Another but equally important issue are the social costs. On the one hand, deforestation provides hundreds of thousands of jobs, including occupation for the poorest people. On the other hand, we must also consider difficult working conditions. In this context, we highly recommend reading the report prepared by two organisations, Human Rights Everywhere and Coordination Belge Colombie.
Fourthly – health. In the food industry, you can easily find hydrogenated palm oil, which contains trans fats. These, when consumed excessively, are very harmful to the body. A person whose diet is dominated by trans fats is at risk of cardiovascular disease and obesity.
5. Are there alternatives to palm oil?
There are quite a few types of vegetable fats, so it all depends on the desired characteristics. In Poland, sunflower, rapeseed or linseed oils are produced. Other alternatives include olive oil, soybean oil and shea butter.

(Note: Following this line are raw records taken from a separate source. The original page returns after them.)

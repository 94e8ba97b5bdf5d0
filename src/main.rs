//! Entry point for the pystemon daemon.

use std::path::PathBuf;
use std::process::ExitCode;

use clap::Parser;
use pystemon_core::config::default_config_search_paths;
use pystemon_core::{Supervisor, SupervisorError};
use tracing::{error, info};

mod cli;

use cli::Args;

fn resolve_config_path(explicit: Option<PathBuf>) -> Option<PathBuf> {
    if let Some(path) = explicit {
        return Some(path);
    }
    default_config_search_paths(env!("CARGO_PKG_NAME"))
        .into_iter()
        .find(|path| path.is_file())
}

#[tokio::main]
async fn main() -> ExitCode {
    let args = Args::parse();

    let default_level = if args.debug { "debug" } else { "info" };
    let filter = tracing_subscriber::EnvFilter::try_from_default_env()
        .unwrap_or_else(|_| tracing_subscriber::EnvFilter::new(default_level));
    tracing_subscriber::fmt().with_env_filter(filter).init();

    let Some(config_path) = resolve_config_path(args.config) else {
        error!("no configuration file found (tried -c/--config, /etc/pystemon.yaml, ./pystemon.yaml)");
        return ExitCode::from(2);
    };

    if args.check {
        return match pystemon_core::load_config(&config_path) {
            Ok(config) => {
                println!(
                    "{} OK: {} site(s), {} storage backend(s), {} search pattern(s)",
                    config_path.display(),
                    config.site.len(),
                    config.storage.len(),
                    config.search.len()
                );
                ExitCode::SUCCESS
            }
            Err(error) => {
                eprintln!("{}: {error}", config_path.display());
                ExitCode::from(2)
            }
        };
    }

    info!(config = %config_path.display(), "starting pystemon");
    let supervisor = Supervisor::new(config_path);
    match supervisor.run().await {
        Ok(()) => ExitCode::SUCCESS,
        Err(error @ (SupervisorError::Config(_) | SupervisorError::NoSitesEnabled)) => {
            error!(%error, "pystemon failed to start");
            ExitCode::from(2)
        }
        Err(error) => {
            error!(%error, "pystemon exited with an error");
            ExitCode::from(1)
        }
    }
}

A common argument in this context is that replacing palm oil with other fats will involve shifting cultivation and greenhouse gas emissions elsewhere. Due to oil palms’ high productivity, other cultivations will need much more space. This is the point of view represented by the WWF among others. On the other hand, scientists and organisations such as Palm Oil Watch argue that it is difficult to compare sacrificing a tropical rainforest for one hectare of cultivation to a hectare of agricultural land in the temperate zone. This is primarily because of the biological richness and the fact that rainforests only cover 7% of the total area of the globe.
An alternative to palm oil would also be simply choosing products that do not contain any fat.
- What is certified palm oil?
Palm oil certification confirms that the relevant criteria have been met, including transparency in the production process, responsibility for protecting the environment and natural resources, respect for workers’ rights, a responsible approach to plantation development, and a commitment to continuous process improvement.
7. What can be done?
First and foremost, it’s worth learning more. And although it may seem overwhelming, remember knowledge supports you in making informed choices. The starting point should be to acquire sound and scientific knowledge.
What’s next? There are many possibilities! First, read labels and influence producers with your daily choices. You can buy products containing palm oil from certified cultivation. You can also try to shop avoiding this ingredient, e.g., by choosing fresh products instead of ready-made and processed ones. Besides being a good choice for the planet, it’s also good for your health!
You can also support organisations that protect rainforests and talk to your loved ones about the environmental costs of palm fat production. The more people are aware and involved, the more good you can do for climate and environmental protection!